Owner will provide 3 weeks (120 hours) of no-charge transition assistance with purchase.
Seller has other venture objectives
Seller has good brands but could add additional brands to boost sales as well as some products that would keep sales high during the off season of the Lawn care side.
The company was started in 1989, making the business 33 years old.
The deal does include inventory valued at $281,500, which is included in the requested price.
The business has 4 employees and resides in a building with disclosed square footage of 12,000 sq ft.
Why is the Current Owner Selling The Business?
There are all sorts of reasons individuals choose to sell companies. However, the genuine reason vs the one they tell you might be 2 absolutely different things. As an example, they may state "I have way too many other commitments" or "I am retiring". For many sellers, these reasons stand. But also, for some, these may simply be reasons to attempt to conceal the reality of changing demographics, increased competitors, recent reduction in revenues, or a variety of other reasons. This is why it is really vital that you not rely completely on a vendor's word, yet instead, use the vendor's response together with your overall due diligence. This will repaint an extra realistic picture of the business's existing circumstance.
Existing Debts and Future Obligations
If the existing entity is in debt, which many businesses are, then you will need to consider this when valuating/preparing your deal. Numerous operating businesses borrow money with the purpose of covering points such as inventory, payroll, accounts payable, so on and so forth. Keep in mind that in some cases this can mean that earnings margins are too thin. Lots of companies fall into a revolving door of taking loans as a way to pay back various other loans. Along with debts, there may also be future obligations to consider. There may be an outstanding lease on tools or the structure where the business resides. The business may have existing contracts with suppliers that have to be satisfied or might result in fines if canceled early.
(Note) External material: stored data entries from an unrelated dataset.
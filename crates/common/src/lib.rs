//! Subform Common Library
//!
//! Configuration, form vocabulary and field validation shared by the
//! subscription form test suite.

pub mod config;
pub mod error;
pub mod types;
pub mod validator;

// Re-export commonly used types
pub use config::FormConfig;
pub use error::{Error, Result};
pub use types::*;
pub use validator::{is_valid_email, FieldValidator};

/// Subform version
pub const VERSION: &str = env!("CARGO_PKG_VERSION");
use async_trait::async_trait;
use serde::{Deserialize, Serialize};
use tempfile::TempDir;
use tokio::io::{AsyncBufReadExt, AsyncWriteExt, BufReader, Lines};
use tokio::process::{Child, ChildStdin, ChildStdout, Command as TokioCommand};
use tokio::sync::Mutex;
use tracing::{debug, info, warn};

use crate::driver::{BrowserDriver, CheckOptions, WaitState};
use crate::error::{E2eError, E2eResult};

#[derive(Debug, Clone, Copy, Default, PartialEq, Eq)]
pub enum Browser {
    #[default]
    Chromium,
    Firefox,
    Webkit,
}

impl Browser {
    pub fn as_str(&self) -> &'static str {
        match self {
            Browser::Chromium => "chromium",
            Browser::Firefox => "firefox",
            Browser::Webkit => "webkit",
        }
    }
}

/// Configuration for Playwright
#[derive(Debug, Clone)]
pub struct PlaywrightConfig {
    pub browser: Browser,
    pub headless: bool,
    pub viewport_width: u32,
    pub viewport_height: u32,

    /// Default timeout Playwright applies to every action
    pub action_timeout_ms: u64,

    /// Upper bound for one bridge round trip on top of any explicit wait
    pub bridge_timeout_ms: u64,

    /// Upper bound for launching the browser
    pub launch_timeout_ms: u64,

    /// Node executable
    pub node_binary: String,

    /// Module search path containing the `playwright` package
    pub node_path: Option<PathBuf>,
}

impl Default for PlaywrightConfig {
    fn default() -> Self {
        Self {
            browser: Browser::Chromium,
            headless: true,
            viewport_width: 1280,
            viewport_height: 720,
            action_timeout_ms: 10_000,
            bridge_timeout_ms: 15_000,
            launch_timeout_ms: 30_000,
            node_binary: "node".to_string(),
            node_path: None,
        }
    }
}

const BRIDGE_TEMPLATE: &str = r#"
const { chromium, firefox, webkit } = require('playwright');
const readline = require('readline');

const reply = (msg) => process.stdout.write(JSON.stringify(msg) + '\n');

(async () => {
  const browser = await __BROWSER__.launch({ headless: __HEADLESS__ });
  const context = await browser.newContext({
    viewport: { width: __WIDTH__, height: __HEIGHT__ }
  });
  const page = await context.newPage();
  page.setDefaultTimeout(__ACTION_TIMEOUT__);
  reply({ id: 0, ok: true, value: 'ready' });

  const rl = readline.createInterface({ input: process.stdin });
  for await (const line of rl) {
    if (!line.trim()) continue;
    const req = JSON.parse(line);
    try {
      let value = null;
      switch (req.op) {
        case 'navigate': await page.goto(req.url); break;
        case 'fill': await page.fill(req.locator, req.text); break;
        case 'select_option': await page.selectOption(req.locator, req.value); break;
        case 'check': await page.check(req.locator, { force: req.force }); break;
        case 'is_checked': value = await page.isChecked(req.locator); break;
        case 'click': await page.click(req.locator); break;
        case 'is_visible': value = await page.isVisible(req.locator); break;
        case 'text_content': value = await page.textContent(req.locator); break;
        case 'input_value': value = await page.inputValue(req.locator); break;
        case 'wait_for':
          await page.locator(req.locator).waitFor({ state: req.state, timeout: req.timeout_ms });
          break;
        case 'scroll_into_view': await page.locator(req.locator).scrollIntoViewIfNeeded(); break;
        case 'close':
          reply({ id: req.id, ok: true, value: null });
          await browser.close();
          process.exit(0);
        default: throw new Error('unknown op: ' + req.op);
      }
      reply({ id: req.id, ok: true, value });
    } catch (error) {
      reply({ id: req.id, ok: false, timeout: error.name === 'TimeoutError', error: error.message });
    }
  }
  await browser.close();
})().catch((error) => {
  reply({ id: 0, ok: false, error: error.message });
  process.exit(1);
});
"#;
//! Target page preflight - make sure the form page answers before launching browsers

use std::time::Duration;
use tokio::time::{sleep, Instant};
use tracing::{info, warn};

use crate::error::{E2eError, E2eResult};

const RETRY_INTERVAL: Duration = Duration::from_millis(250);

/// Poll `url` until it answers with a success or redirect status
pub async fn wait_until_reachable(url: &str, timeout: Duration) -> E2eResult<()> {
    let client = reqwest::Client::builder()
        .timeout(Duration::from_secs(5))
        .build()?;

    let start = Instant::now();
    let mut attempts = 0;

    loop {
        attempts += 1;

        match client.get(url).send().await {
            Ok(resp) if resp.status().is_success() || resp.status().is_redirection() => {
                info!("Target {} is reachable ({})", url, resp.status());
                return Ok(());
            }
            Ok(resp) => {
                warn!("Target returned {}", resp.status());
            }
            Err(e) => {
                if attempts == 1 {
                    info!("Waiting for {} to answer...", url);
                }
                // Connection refused is expected while a local target is starting
                if !e.is_connect() {
                    warn!("Preflight error: {}", e);
                }
            }
        }

        if start.elapsed() + RETRY_INTERVAL > timeout {
            return Err(E2eError::TargetUnreachable(attempts));
        }
        sleep(RETRY_INTERVAL).await;
    }
}

#[cfg(test)]
mod tests {
    use super::*;
    use std::net::TcpListener;

    fn closed_port() -> u16 {
        // Bind and drop so nothing is listening on the port afterwards
        let listener = TcpListener::bind("127.0.0.1:0").unwrap();
        listener.local_addr().unwrap().port()
    }

    #[tokio::test]
    async fn test_unreachable_target_gives_up() {
        let url = format!("http://127.0.0.1:{}/", closed_port());
        let err = wait_until_reachable(&url, Duration::from_millis(600))
            .await
            .unwrap_err();

        match err {
            E2eError::TargetUnreachable(attempts) => assert!(attempts >= 1),
            other => panic!("unexpected error: {}", other),
        }
    }
}
//! Form vocabulary: elements, option enumerations and input bundles

use serde::{Deserialize, Serialize};
use std::str::FromStr;

use crate::error::Error;

/// One interactive element of the form, addressed by a stable locator
#[derive(Debug, Clone, PartialEq, Eq, Serialize, Deserialize)]
pub struct FormField {
    /// Opaque selector handed to the browser driver
    pub locator: String,

    /// Display name used in assertion messages
    pub label: String,
}

impl FormField {
    pub fn new(locator: impl Into<String>, label: impl Into<String>) -> Self {
        Self {
            locator: locator.into(),
            label: label.into(),
        }
    }
}

/// Every element of the subscription form the page object knows about
#[derive(Debug, Clone, Copy, PartialEq, Eq, Hash, Serialize, Deserialize)]
#[serde(rename_all = "snake_case")]
pub enum FormElement {
    Name,
    Email,
    Service,
    PurposeBusiness,
    PurposePersonal,
    WithdrawCash,
    WithdrawCard,
    WithdrawCrypto,
    Message,
    Submit,
    Status,
}

impl FormElement {
    /// Elements a user can see and operate before submitting
    pub const INTERACTIVE: [FormElement; 10] = [
        FormElement::Name,
        FormElement::Email,
        FormElement::Service,
        FormElement::PurposeBusiness,
        FormElement::PurposePersonal,
        FormElement::Message,
        FormElement::Submit,
        FormElement::WithdrawCash,
        FormElement::WithdrawCard,
        FormElement::WithdrawCrypto,
    ];
}

/// Purpose of the request, a single-choice radio group
#[derive(Debug, Clone, Copy, PartialEq, Eq, Hash, Serialize, Deserialize)]
#[serde(try_from = "String")]
pub enum Purpose {
    Business,
    Personal,
}

impl Purpose {
    pub const ALL: [Purpose; 2] = [Purpose::Business, Purpose::Personal];

    pub fn as_str(&self) -> &'static str {
        match self {
            Purpose::Business => "Business",
            Purpose::Personal => "Personal",
        }
    }

    pub fn element(&self) -> FormElement {
        match self {
            Purpose::Business => FormElement::PurposeBusiness,
            Purpose::Personal => FormElement::PurposePersonal,
        }
    }
}

impl std::fmt::Display for Purpose {
    fn fmt(&self, f: &mut std::fmt::Formatter<'_>) -> std::fmt::Result {
        f.write_str(self.as_str())
    }
}

impl FromStr for Purpose {
    type Err = Error;

    fn from_str(s: &str) -> Result<Self, Self::Err> {
        Purpose::ALL
            .into_iter()
            .find(|p| p.as_str() == s)
            .ok_or_else(|| Error::unknown_option("purpose", s))
    }
}

impl TryFrom<String> for Purpose {
    type Error = Error;

    fn try_from(value: String) -> Result<Self, Self::Error> {
        value.parse()
    }
}

/// Withdrawal method, one independent checkbox per option
#[derive(Debug, Clone, Copy, PartialEq, Eq, Hash, PartialOrd, Ord, Serialize, Deserialize)]
#[serde(try_from = "String")]
pub enum WithdrawalMethod {
    Cash,
    Card,
    Cryptocurrency,
}

impl WithdrawalMethod {
    pub const ALL: [WithdrawalMethod; 3] = [
        WithdrawalMethod::Cash,
        WithdrawalMethod::Card,
        WithdrawalMethod::Cryptocurrency,
    ];

    pub fn as_str(&self) -> &'static str {
        match self {
            WithdrawalMethod::Cash => "Cash",
            WithdrawalMethod::Card => "Card",
            WithdrawalMethod::Cryptocurrency => "Cryptocurrency",
        }
    }

    pub fn element(&self) -> FormElement {
        match self {
            WithdrawalMethod::Cash => FormElement::WithdrawCash,
            WithdrawalMethod::Card => FormElement::WithdrawCard,
            WithdrawalMethod::Cryptocurrency => FormElement::WithdrawCrypto,
        }
    }
}

impl std::fmt::Display for WithdrawalMethod {
    fn fmt(&self, f: &mut std::fmt::Formatter<'_>) -> std::fmt::Result {
        f.write_str(self.as_str())
    }
}

impl FromStr for WithdrawalMethod {
    type Err = Error;

    fn from_str(s: &str) -> Result<Self, Self::Err> {
        WithdrawalMethod::ALL
            .into_iter()
            .find(|m| m.as_str() == s)
            .ok_or_else(|| Error::unknown_option("withdrawal", s))
    }
}

impl TryFrom<String> for WithdrawalMethod {
    type Error = Error;

    fn try_from(value: String) -> Result<Self, Self::Error> {
        value.parse()
    }
}

/// Everything `fill_all` writes into the form, in submission order
#[derive(Debug, Clone, PartialEq, Eq, Serialize, Deserialize)]
pub struct FormInput {
    pub name: String,
    pub email: String,
    pub service: String,
    pub purpose: Purpose,
    #[serde(default)]
    pub withdrawal: Vec<WithdrawalMethod>,
    pub message: String,
}
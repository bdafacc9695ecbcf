//! In-memory subscription form
//!
//! [`FakePage`] renders the form described by a [`FormConfig`] without a
//! browser so the page object, scenarios and runner can be exercised offline.
//! It follows the same rules as the live page: the radio group is exclusive,
//! the select only accepts its listed options, hidden controls refuse
//! unforced interaction, and submitting a valid form shows the success marker
//! in the status region.
//!
//! Timing uses [`tokio::time`], so tests running with paused time can step
//! through delayed reveals deterministically.

use std::collections::{HashMap, HashSet};
use std::sync::Arc;
use std::time::Duration;

use async_trait::async_trait;
use parking_lot::Mutex;
use subform_common::{FieldValidator, FormConfig, FormElement};
use tokio::time::Instant;

use crate::driver::{BrowserDriver, CheckOptions, WaitState};
use crate::error::{E2eError, E2eResult};
use crate::runner::DriverLauncher;

const POLL_INTERVAL: Duration = Duration::from_millis(25);

/// Text shown when the form refuses a submission
pub const REJECTION_TEXT: &str = "Проверьте правильность заполнения формы";

/// One call received by the fake, in arrival order
#[derive(Debug, Clone, PartialEq, Eq)]
pub enum DriverCall {
    Navigate(String),
    Fill { locator: String, text: String },
    SelectOption { locator: String, value: String },
    Check { locator: String, force: bool },
    IsChecked(String),
    Click(String),
    IsVisible(String),
    TextContent(String),
    InputValue(String),
    WaitFor { locator: String, state: WaitState },
    ScrollIntoView(String),
}

impl DriverCall {
    /// Whether the call changes page state
    pub fn is_mutation(&self) -> bool {
        matches!(
            self,
            DriverCall::Fill { .. }
                | DriverCall::SelectOption { .. }
                | DriverCall::Check { .. }
                | DriverCall::Click(_)
        )
    }
}

#[derive(Debug, Clone)]
enum ElementKind {
    Text,
    Select { options: Vec<String> },
    Radio { group: &'static str },
    Checkbox,
    Button,
    Status,
}

#[derive(Debug, Clone)]
struct FakeElement {
    kind: ElementKind,
    value: String,
    checked: bool,
    text: Option<String>,
    visible: bool,
    reveal_at: Option<Instant>,
}

impl FakeElement {
    fn new(kind: ElementKind) -> Self {
        Self {
            kind,
            value: String::new(),
            checked: false,
            text: Some(String::new()),
            visible: true,
            reveal_at: None,
        }
    }

    fn is_visible(&self, now: Instant) -> bool {
        self.visible && self.reveal_at.map_or(true, |at| now >= at)
    }
}

#[derive(Debug, Default)]
struct PageState {
    url: Option<String>,
    elements: HashMap<String, FakeElement>,
    journal: Vec<DriverCall>,

    // Applied on every render
    reveal_delays: HashMap<String, Duration>,
    hidden: HashSet<String>,
    faults: HashSet<String>,
    reject_submissions: bool,
}
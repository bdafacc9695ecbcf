//! Subscription form page object
//!
//! [`SubscriptionForm`] turns intention-level steps ("choose a purpose",
//! "submit") into driver calls against one loaded page. Locators, option
//! tables and timeouts come from the injected [`FormConfig`].
//!
//! Operations propagate driver failures unchanged, with two exceptions:
//! bounded visibility waits report [`E2eError::ElementNotVisible`] naming the
//! field, and [`SubscriptionForm::is_submitted`] reads any failure as "not
//! submitted".

use std::sync::Arc;
use std::time::Duration;

use subform_common::{
    FieldValidator, FormConfig, FormElement, FormField, FormInput, Purpose, WithdrawalMethod,
};
use tokio::time::Instant;
use tracing::debug;

use crate::driver::{BrowserDriver, CheckOptions, WaitState};
use crate::error::{E2eError, E2eResult};

const SUBMISSION_POLL: Duration = Duration::from_millis(250);

/// Page object for the subscription form
#[derive(Clone)]
pub struct SubscriptionForm {
    driver: Arc<dyn BrowserDriver>,
    config: Arc<FormConfig>,
    validator: FieldValidator,
}

impl SubscriptionForm {
    pub fn new(driver: Arc<dyn BrowserDriver>, config: Arc<FormConfig>) -> Self {
        let validator = FieldValidator::new(config.rules);
        Self {
            driver,
            config,
            validator,
        }
    }

    pub fn config(&self) -> &FormConfig {
        &self.config
    }

    /// Validator using the same thresholds as this form
    pub fn validator(&self) -> &FieldValidator {
        &self.validator
    }

    fn field(&self, element: FormElement) -> E2eResult<&FormField> {
        self.config.field(element).ok_or_else(|| unmapped(element))
    }

    fn purpose_field(&self, purpose: Purpose) -> E2eResult<&FormField> {
        self.config
            .purpose
            .get(purpose)
            .ok_or_else(|| E2eError::unknown_option("purpose", purpose.as_str()))
    }

    fn withdrawal_field(&self, method: WithdrawalMethod) -> E2eResult<&FormField> {
        self.config
            .withdrawal
            .get(method)
            .ok_or_else(|| E2eError::unknown_option("withdrawal", method.as_str()))
    }

    /// Wait for `field` to render, reporting expiry against its label
    async fn wait_visible(&self, field: &FormField) -> E2eResult<()> {
        let timeout = self.config.visibility_timeout();
        match self
            .driver
            .wait_for(&field.locator, WaitState::Visible, timeout)
            .await
        {
            Err(E2eError::Timeout(_)) => Err(E2eError::ElementNotVisible {
                label: field.label.clone(),
                timeout_ms: timeout.as_millis() as u64,
            }),
            other => other,
        }
    }

    /// Load the form page
    pub async fn open(&self) -> E2eResult<()> {
        debug!("Opening {}", self.config.url);
        self.driver.navigate(&self.config.url).await
    }

    /// Bring the form into view and wait until it renders
    pub async fn scroll_to_form(&self) -> E2eResult<()> {
        let name = self.field(FormElement::Name)?;
        self.driver.scroll_into_view(&name.locator).await?;
        self.wait_visible(name).await
    }

    /// Replace the content of a text input or textarea
    pub async fn fill(&self, element: FormElement, text: &str) -> E2eResult<()> {
        let field = self.field(element)?;
        debug!("Filling {} ({} chars)", field.label, text.chars().count());
        self.driver.fill(&field.locator, text).await
    }

    /// Pick one value of a dropdown
    pub async fn select_from_list(&self, element: FormElement, value: &str) -> E2eResult<()> {
        let field = self.field(element)?;
        let options = self
            .config
            .options(element)
            .ok_or_else(|| E2eError::Config(format!("\"{}\" is not a dropdown", field.label)))?;
        if !options.iter().any(|o| o == value) {
            return Err(E2eError::unknown_option(field.label.as_str(), value));
        }
        debug!("Selecting {} = {}", field.label, value);
        self.driver.select_option(&field.locator, value).await
    }

    /// Check the radio button bound to `purpose`
    pub async fn choose(&self, purpose: Purpose) -> E2eResult<()> {
        let field = self.purpose_field(purpose)?;
        debug!("Choosing purpose {}", purpose);
        self.driver
            .check(&field.locator, CheckOptions::default())
            .await
    }

    /// Make sure every listed withdrawal option ends up checked.
    ///
    /// All options are resolved before the first interaction. Options that are
    /// already checked are left alone so a previous selection is never
    /// toggled off; options not listed are not touched.
    pub async fn toggle(&self, options: &[WithdrawalMethod]) -> E2eResult<()> {
        let fields = options
            .iter()
            .map(|m| self.withdrawal_field(*m))
            .collect::<E2eResult<Vec<_>>>()?;

        for field in fields {
            self.wait_visible(field).await?;
            if self.driver.is_checked(&field.locator).await? {
                debug!("{} already checked", field.label);
                continue;
            }
            debug!("Checking {}", field.label);
            self.driver.check(&field.locator, CheckOptions::forced()).await?;
        }
        Ok(())
    }

    /// Press the submit button. The outcome is not awaited.
    pub async fn submit(&self) -> E2eResult<()> {
        let submit = self.field(FormElement::Submit)?;
        self.wait_visible(submit).await?;
        debug!("Submitting form");
        self.driver.click(&submit.locator).await
    }

    /// Fill every field, one step after another
    pub async fn fill_all(&self, input: &FormInput) -> E2eResult<()> {
        self.fill(FormElement::Name, &input.name).await?;
        self.fill(FormElement::Email, &input.email).await?;
        self.select_from_list(FormElement::Service, &input.service).await?;
        self.choose(input.purpose).await?;
        self.toggle(&input.withdrawal).await?;
        self.fill(FormElement::Message, &input.message).await
    }

    /// Current visibility, without waiting
    pub async fn is_visible(&self, element: FormElement) -> E2eResult<bool> {
        let field = self.field(element)?;
        self.driver.is_visible(&field.locator).await
    }

    pub async fn is_name_input_visible(&self) -> E2eResult<bool> {
        self.is_visible(FormElement::Name).await
    }

    pub async fn is_email_input_visible(&self) -> E2eResult<bool> {
        self.is_visible(FormElement::Email).await
    }

    pub async fn is_service_select_visible(&self) -> E2eResult<bool> {
        self.is_visible(FormElement::Service).await
    }

    pub async fn is_purpose_business_visible(&self) -> E2eResult<bool> {
        self.is_visible(FormElement::PurposeBusiness).await
    }

    pub async fn is_purpose_personal_visible(&self) -> E2eResult<bool> {
        self.is_visible(FormElement::PurposePersonal).await
    }

    pub async fn is_message_textarea_visible(&self) -> E2eResult<bool> {
        self.is_visible(FormElement::Message).await
    }

    pub async fn is_submit_button_visible(&self) -> E2eResult<bool> {
        self.is_visible(FormElement::Submit).await
    }

    pub async fn is_withdraw_cash_visible(&self) -> E2eResult<bool> {
        self.is_visible(FormElement::WithdrawCash).await
    }

    pub async fn is_withdraw_card_visible(&self) -> E2eResult<bool> {
        self.is_visible(FormElement::WithdrawCard).await
    }

    pub async fn is_withdraw_crypto_visible(&self) -> E2eResult<bool> {
        self.is_visible(FormElement::WithdrawCrypto).await
    }

    pub async fn is_name_input_empty(&self) -> E2eResult<bool> {
        let field = self.field(FormElement::Name)?;
        Ok(self.driver.input_value(&field.locator).await?.is_empty())
    }

    pub async fn is_email_input_empty(&self) -> E2eResult<bool> {
        let field = self.field(FormElement::Email)?;
        Ok(self.driver.input_value(&field.locator).await?.is_empty())
    }

    /// The dropdown holds anything other than its "nothing chosen" sentinel
    pub async fn is_service_selected(&self) -> E2eResult<bool> {
        let field = self.field(FormElement::Service)?;
        let value = self.driver.input_value(&field.locator).await?;
        Ok(value != self.config.service.default)
    }

    /// Either purpose radio button is checked
    pub async fn is_purpose_selected(&self) -> E2eResult<bool> {
        let mut selected = false;
        for purpose in Purpose::ALL {
            if let Some(field) = self.config.purpose.get(purpose) {
                selected |= self.driver.is_checked(&field.locator).await?;
            }
        }
        Ok(selected)
    }

    pub async fn is_withdrawal_selected(&self, method: WithdrawalMethod) -> E2eResult<bool> {
        let field = self.withdrawal_field(method)?;
        self.driver.is_checked(&field.locator).await
    }

    /// Whether the status region reports a successful submission.
    ///
    /// A missing region or any driver failure while reading it counts as
    /// "no evidence of submission" and yields `false`.
    pub async fn is_submitted(&self) -> bool {
        match self.read_submission_status().await {
            Ok(submitted) => submitted,
            Err(e) => {
                debug!("Submission status unreadable, treating as not submitted: {}", e);
                false
            }
        }
    }

    async fn read_submission_status(&self) -> E2eResult<bool> {
        let status = self.field(FormElement::Status)?;
        if !self.driver.is_visible(&status.locator).await? {
            return Ok(false);
        }
        let text = self.driver.text_content(&status.locator).await?;
        Ok(text.map_or(false, |t| t.contains(&self.config.submission.success_marker)))
    }

    /// Poll [`Self::is_submitted`] until it reads `true` or `timeout` passes
    pub async fn wait_for_submission(&self, timeout: Duration) -> bool {
        let deadline = Instant::now() + timeout;
        loop {
            if self.is_submitted().await {
                return true;
            }
            let now = Instant::now();
            if now >= deadline {
                return false;
            }
            tokio::time::sleep(SUBMISSION_POLL.min(deadline - now)).await;
        }
    }
}

fn unmapped(element: FormElement) -> E2eError {
    match element {
        FormElement::PurposeBusiness => E2eError::unknown_option("purpose", Purpose::Business.as_str()),
        FormElement::PurposePersonal => E2eError::unknown_option("purpose", Purpose::Personal.as_str()),
        FormElement::WithdrawCash => {
            E2eError::unknown_option("withdrawal", WithdrawalMethod::Cash.as_str())
        }
        FormElement::WithdrawCard => {
            E2eError::unknown_option("withdrawal", WithdrawalMethod::Card.as_str())
        }
        FormElement::WithdrawCrypto => {
            E2eError::unknown_option("withdrawal", WithdrawalMethod::Cryptocurrency.as_str())
        }
        other => E2eError::Config(format!("no locator configured for {:?}", other)),
    }
}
Understanding the Customer Base, Competition and Area Demographics
How do companies in the area attract brand-new consumers? Often times, companies have repeat customers, which form the core of their day-to-day earnings. Particular elements such as brand-new competition growing up around the location, road construction, as well as employee turnover can affect repeat clients and adversely impact future revenues. One vital thing to consider is the area of the business. Is it in a very trafficked shopping center, or is it hidden from the main road? Obviously, the more individuals that see the business on a regular basis, the better the possibility to develop a returning consumer base. A last idea is the general location demographics. Is the business situated in a largely populated city, or is it located on the outskirts of town? Just how might the regional mean home income impact future earnings potential?